# ?????E & J Burke Crown Top cat on bottom???????



## epgorge (Apr 20, 2007)

Here is a picture of an E & J Burke crown top. Not sure if it was beer or soda. 
 It has an embossed cat on the bottom / E&J Burke / on one and E&JB on the other one.

 Anyone with any knowledge please add to this trhead. Thanks.


----------



## epgorge (Apr 20, 2007)

Here is the bottom... A cat with five stars under it and E&J Burke.
 Joel


----------



## capsoda (Apr 20, 2007)

E & J Burke were beer bottlers from Dublin, Ireland. They bottled Guinness Foreign Stout.


----------



## hemihampton (Sep 10, 2007)

This Brewery was Called  Edward & John Burke, Ltd in 1934 & then changed to Burke Brewery Inc. sometime in 1934 & lasted until 1949. Changed to Arthur Guinness & Sons, Inc from 1949-54. The beer caps/crowns are usually orange with a black Cat pictured on them LEON.


----------



## karenandgordonmyers (Sep 16, 2007)

we've dug 4or5 burke's up here ,they seem quite common in the great white north.


----------



## #1twin (Sep 19, 2007)

Hey Joel,  I dug an amber one down here on the Ms coast, so they must be scattered all over the place. I just assumed mine was a beer.  Thanks,  Marvin


----------



## jays emporium (Dec 13, 2007)

We dig those bottles quite often in Texas too, some Bimal and some ABM.  Yours looks like the ABM variety which would be early 1900's.  They might bring about $3. at a flea market.


----------



## DanSan (Aug 20, 2012)

I recently dug one up here in Ottawa. Amber.


 On the bottom:
 -----------------
 E & J Burke

 E & B
 -----------------


----------



## NYCFlasks (Aug 20, 2012)

They also had an office here in Long Island City, bottles turn up on a regular basis on eBay with the label, and a L.I City address.


----------



## surfaceone (Aug 21, 2012)

From.


----------



## bucky902 (Sep 7, 2012)

nice i have one it is a little looks a little older but still machine made


----------



## bucky902 (Sep 7, 2012)

the bottom


----------



## treeguyfred (Apr 11, 2013)

Hi, the E&J Burkes  are very common but fun to find.
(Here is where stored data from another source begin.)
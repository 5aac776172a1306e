//! Wallet session types

use ethereum_types::Address;
use serde::{Deserialize, Serialize};

/// How the wallet is attached
#[derive(Debug, Clone, Copy, PartialEq, Eq, Serialize, Deserialize)]
#[serde(rename_all = "camelCase")]
pub enum ConnectionMethod {
    /// Browser-injected provider (MetaMask and similar)
    Injected,
    /// WalletConnect session
    WalletConnect,
}

/// Connection state of the session manager
#[derive(Debug, Clone, Copy, Default, PartialEq, Eq, Serialize, Deserialize)]
#[serde(rename_all = "camelCase")]
pub enum SessionState {
    #[default]
    Disconnected,
    Connecting,
    Connected,
}

/// The active wallet session
#[derive(Debug, Clone, PartialEq, Eq, Serialize, Deserialize)]
#[serde(rename_all = "camelCase")]
pub struct WalletSession {
    pub address: Address,
    pub chain_id: u64,
    pub network_name: String,
    pub connection_method: ConnectionMethod,
    /// Network forced for WalletConnect payments, if any
    #[serde(skip_serializing_if = "Option::is_none")]
    pub forced_network: Option<String>,
}

/// Notifications published by the session manager
#[derive(Debug, Clone, PartialEq, Eq)]
pub enum SessionEvent {
    Connected(WalletSession),
    Disconnected,
    ChainChanged { chain_id: u64, network_name: String },
    AccountChanged { address: Address },
    ForcedNetwork { network_key: Option<String> },
}

impl SessionEvent {
    /// Event name mirrored for legacy consumers
    pub fn name(&self) -> &'static str {
        match self {
            SessionEvent::Connected(_) => "walletConnected",
            SessionEvent::Disconnected => "walletDisconnected",
            SessionEvent::ChainChanged { .. } => "chainChanged",
            SessionEvent::AccountChanged { .. } => "accountChanged",
            SessionEvent::ForcedNetwork { .. } => "web3ForcedNetwork",
        }
    }
}
//! Contract address resolution
//!
//! Addresses come from the configuration store when possible and from the
//! compiled-in deployment table otherwise. The store has two layouts: a flat
//! document per family holding a `contracts` map, and (for the escrow family) one
//! document per network. Both are flattened here into [`ContractAddressRecord`]s
//! so nothing above this module sees the difference.
//!
//! Lookup order for a network: exact key, suffix/space variants, canonical key,
//! the `default` entry, the fallback table. The zero address never resolves.

use crate::normalize::normalize;
use crate::store::{ConfigStore, Document};
use crate::types::constants::{fallback, networks::DEFAULT_ENTRY, store as layout, tokens};
use crate::types::{format_address, parse_address, ContractAddressRecord, ContractFamily};
use crate::{PaymentError, Result};
use chrono::{DateTime, Utc};
use ethereum_types::Address;
use serde_json::{json, Value};
use std::collections::HashMap;
use std::sync::Arc;
use std::time::Duration;
use tokio::sync::RwLock;
use tokio::time::Instant;

/// Default cache refresh window
pub const DEFAULT_CACHE_TTL: Duration = Duration::from_secs(60);

#[derive(Debug, Clone)]
struct CachedFamily {
    fetched_at: Instant,
    entries: Vec<ContractAddressRecord>,
}

/// Resolves deployed contract addresses per network and family
pub struct ContractResolver {
    store: Arc<dyn ConfigStore>,
    ttl: Duration,
    cache: RwLock<HashMap<ContractFamily, CachedFamily>>,
    fallback: RwLock<HashMap<(ContractFamily, String), Address>>,
}

impl ContractResolver {
    /// Create a resolver seeded with the compiled-in deployments
    pub fn new(store: Arc<dyn ConfigStore>) -> Self {
        let mut table = HashMap::new();
        for (family, network, address) in fallback::CONTRACTS {
            match parse_address(address) {
                Ok(parsed) if !parsed.is_zero() => {
                    table.insert((*family, network.to_string()), parsed);
                }
                _ => tracing::warn!(%family, network, "Ignoring malformed fallback address"),
            }
        }

        Self {
            store,
            ttl: DEFAULT_CACHE_TTL,
            cache: RwLock::new(HashMap::new()),
            fallback: RwLock::new(table),
        }
    }

    /// Set the cache refresh window
    pub fn with_cache_ttl(mut self, ttl: Duration) -> Self {
        self.ttl = ttl;
        self
    }

    /// Replace the fallback table entries with the given ones
    pub fn with_fallbacks(self, entries: &[(ContractFamily, &str, Address)]) -> Self {
        if let Ok(mut table) = self.fallback.try_write() {
            table.clear();
            for (family, network, address) in entries {
                table.insert((*family, normalize(network)), *address);
            }
        }
        self
    }

    /// Store backing this resolver
    pub fn store(&self) -> &Arc<dyn ConfigStore> {
        &self.store
    }

    /// Resolve the contract for `network` (any spelling), `None` when not configured
    pub async fn resolve(&self, network: &str, family: ContractFamily) -> Result<Option<Address>> {
        let canonical = normalize(network);
        if canonical.is_empty() {
            return Ok(None);
        }

        let entries = self.entries(family).await;
        if let Some((address, matched)) = lookup(&entries, network, &canonical) {
            tracing::debug!(%family, network = %canonical, matched, address = %format_address(&address), "Resolved from store");
            let mut table = self.fallback.write().await;
            let previous = table.insert((family, canonical.clone()), address);
            if previous != Some(address) {
                tracing::info!(%family, network = %canonical, "Store address overrides fallback deployment");
            }
            return Ok(Some(address));
        }

        let table = self.fallback.read().await;
        match table.get(&(family, canonical.clone())) {
            Some(address) => {
                tracing::debug!(%family, network = %canonical, "Resolved from fallback table");
                Ok(Some(*address))
            }
            None => {
                tracing::debug!(%family, network = %canonical, "No contract configured");
                Ok(None)
            }
        }
    }

    /// Like [`resolve`](Self::resolve) but fails with `ContractNotConfigured`
    pub async fn require(&self, network: &str, family: ContractFamily) -> Result<Address> {
        self.resolve(network, family)
            .await?
            .ok_or_else(|| PaymentError::not_configured(family, normalize(network)))
    }

    /// All known addresses for a family, keyed by canonical network
    ///
    /// Store entries win over fallback entries for the same network.
    pub async fn records(&self, family: ContractFamily) -> Vec<ContractAddressRecord> {
        let mut by_network: HashMap<String, ContractAddressRecord> = HashMap::new();
        for ((fam, network), address) in self.fallback.read().await.iter() {
            if *fam == family {
                by_network.insert(
                    network.clone(),
                    ContractAddressRecord::new(network.clone(), family, *address),
                );
            }
        }
        for entry in self.entries(family).await {
            let key = normalize(&entry.network_key);
            by_network.insert(
                key.clone(),
                ContractAddressRecord {
                    network_key: key,
                    ..entry
                },
            );
        }

        let mut records: Vec<_> = by_network.into_values().collect();
        records.sort_by(|a, b| a.network_key.cmp(&b.network_key));
        records
    }

    /// Drop the cached store data for a family
    pub async fn invalidate(&self, family: ContractFamily) {
        self.cache.write().await.remove(&family);
    }

    /// Drop all cached store data
    pub async fn invalidate_all(&self) {
        self.cache.write().await.clear();
    }

    /// Save an address for a network (administrator operation)
    pub async fn set_address(
        &self,
        family: ContractFamily,
        network: &str,
        address: Address,
    ) -> Result<()> {
        if address.is_zero() {
            return Err(PaymentError::invalid_address("zero address"));
        }
        let canonical = normalize(network);
        if canonical.is_empty() {
            return Err(PaymentError::unsupported_network(network));
        }
        let now = Utc::now().to_rfc3339();
        let formatted = format_address(&address);

        let (collection, doc) = family.config_document();
        self.store
            .set_merge(
                collection,
                doc,
                json!({
                    (layout::CONTRACTS_FIELD): { (canonical.as_str()): formatted },
                    "updatedAt": now,
                }),
            )
            .await?;

        if let Some(per_network) = family.per_network_collection() {
            self.store
                .set_merge(
                    per_network,
                    &canonical,
                    json!({
                        (layout::CONTRACT_ADDRESS_FIELD): formatted,
                        "network": canonical,
                        "updatedAt": now,
                    }),
                )
                .await?;
        }

        self.invalidate(family).await;
        self.fallback
            .write()
            .await
            .insert((family, canonical.clone()), address);
        tracing::info!(%family, network = %canonical, address = %formatted, "Contract address updated");
        Ok(())
    }

    /// ERC-20 deployment for `symbol` on `network`
    ///
    /// `paymentConfig.tokens.{network}.{SYMBOL}` wins over the compiled-in USDT
    /// table. A store failure is logged and the table is used.
    pub async fn token_address(&self, network: &str, symbol: &str) -> Result<Option<Address>> {
        let canonical = normalize(network);
        let symbol = symbol.to_uppercase();
        match self
            .store
            .get(layout::SETTINGS_COLLECTION, layout::PAYMENT_CONFIG_DOC)
            .await
        {
            Ok(Some(doc)) => {
                if let Some(address) = doc
                    .field(&[layout::TOKENS_FIELD, canonical.as_str(), symbol.as_str()])
                    .and_then(parse_entry_address)
                {
                    tracing::debug!(network = %canonical, %symbol, "Token resolved from store");
                    return Ok(Some(address));
                }
            }
            Ok(None) => {}
            Err(e) => {
                tracing::warn!(network = %canonical, %symbol, error = %e, "Config store unavailable, using token table")
            }
        }

        if symbol != tokens::USDT {
            return Ok(None);
        }
        tokens::get_usdt_address(&canonical)
            .map(parse_address)
            .transpose()
    }

    /// Store entries for a family, refreshed when older than the TTL
    async fn entries(&self, family: ContractFamily) -> Vec<ContractAddressRecord> {
        if let Some(cached) = self.cache.read().await.get(&family) {
            if cached.fetched_at.elapsed() < self.ttl {
                return cached.entries.clone();
            }
        }

        match self.fetch(family).await {
            Ok(entries) => {
                self.cache.write().await.insert(
                    family,
                    CachedFamily {
                        fetched_at: Instant::now(),
                        entries: entries.clone(),
                    },
                );
                entries
            }
            Err(e) => {
                tracing::warn!(%family, error = %e, "Config store unavailable, using cached or fallback addresses");
                self.cache
                    .read()
                    .await
                    .get(&family)
                    .map(|cached| cached.entries.clone())
                    .unwrap_or_default()
            }
        }
    }

    async fn fetch(&self, family: ContractFamily) -> Result<Vec<ContractAddressRecord>> {
        let mut entries = Vec::new();

        let (collection, doc) = family.config_document();
        if let Some(document) = self.store.get(collection, doc).await? {
            entries.extend(flat_entries(family, &document));
        }

        if let Some(per_network) = family.per_network_collection() {
            for document in self.store.list(per_network).await? {
                if let Some(record) = per_network_entry(family, &document) {
                    // per-network documents take precedence over the flat map
                    entries.retain(|e: &ContractAddressRecord| e.network_key != record.network_key);
                    entries.push(record);
                }
            }
        }

        tracing::debug!(%family, count = entries.len(), "Fetched contract addresses");
        Ok(entries)
    }
}

fn parse_entry_address(value: &Value) -> Option<Address> {
    value
        .as_str()
        .and_then(|s| parse_address(s).ok())
        .filter(|address| !address.is_zero())
}

fn updated_at(data: &Value) -> Option<DateTime<Utc>> {
    ["updatedAt", "updateTime"]
        .iter()
        .filter_map(|field| data.get(*field).and_then(Value::as_str))
        .find_map(|s| DateTime::parse_from_rfc3339(s).ok())
        .map(|dt| dt.with_timezone(&Utc))
}

fn flat_entries(family: ContractFamily, document: &Document) -> Vec<ContractAddressRecord> {
    let stamp = updated_at(&document.data);
    let mut entries = Vec::new();

    if let Some(map) = document
        .field(&[layout::CONTRACTS_FIELD])
        .and_then(Value::as_object)
    {
        for (network, value) in map {
            match parse_entry_address(value) {
                Some(address) => {
                    let mut record = ContractAddressRecord::new(network.clone(), family, address);
                    record.updated_at = stamp;
                    entries.push(record);
                }
                None => tracing::debug!(%family, network, "Skipping empty or zero contract entry"),
            }
        }
    }

    // single-address documents predate the per-network map
    if entries.is_empty() {
        if let Some(address) = document
            .field(&[layout::CONTRACT_ADDRESS_FIELD])
            .and_then(parse_entry_address)
        {
            let mut record = ContractAddressRecord::new(DEFAULT_ENTRY, family, address);
            record.updated_at = stamp;
            entries.push(record);
        }
    }

    entries
}

fn per_network_entry(family: ContractFamily, document: &Document) -> Option<ContractAddressRecord> {
    let address = document
        .field(&[layout::CONTRACT_ADDRESS_FIELD])
        .or_else(|| document.field(&["address"]))
        .and_then(parse_entry_address)?;
    let mut record = ContractAddressRecord::new(document.id.clone(), family, address);
    record.updated_at = updated_at(&document.data);
    Some(record)
}

fn variants(name: &str) -> Vec<String> {
    let lower = name.trim().to_lowercase();
    let stripped = lower
        .strip_suffix(" mainnet")
        .unwrap_or(&lower)
        .trim()
        .to_string();
    let mut out: Vec<String> = Vec::with_capacity(4);
    for candidate in [
        lower.clone(),
        stripped.clone(),
        lower.replace(' ', ""),
        stripped.replace(' ', ""),
    ] {
        if !out.contains(&candidate) {
            out.push(candidate);
        }
    }
    out
}

/// Find the entry for a network, returning the address and the rule that matched
fn lookup(
    entries: &[ContractAddressRecord],
    raw: &str,
    canonical: &str,
) -> Option<(Address, &'static str)> {
    let raw = raw.trim();

    if let Some(e) = entries
        .iter()
        .find(|e| e.network_key == raw || e.network_key == canonical)
    {
        return Some((e.address, "exact"));
    }

    let wanted = variants(raw);
    if let Some(e) = entries
        .iter()
        .find(|e| variants(&e.network_key).iter().any(|v| wanted.contains(v)))
    {
        return Some((e.address, "variant"));
    }

    if let Some(e) = entries
        .iter()
        .find(|e| e.network_key != DEFAULT_ENTRY && normalize(&e.network_key) == canonical)
    {
        return Some((e.address, "canonical"));
    }

    entries
        .iter()
        .find(|e| e.network_key == DEFAULT_ENTRY)
        .map(|e| (e.address, "default"))
}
I have several ... They come in such a variety of manufacture styles and colors. I have many examples, two with partial labels (one is xtra stout and one is golden pale ale) and they are circa 1895 to 1910 with gloppy applied crown top lips, from yellow to dark olive. They were dug in the 5 boroughs.
 Fred


----------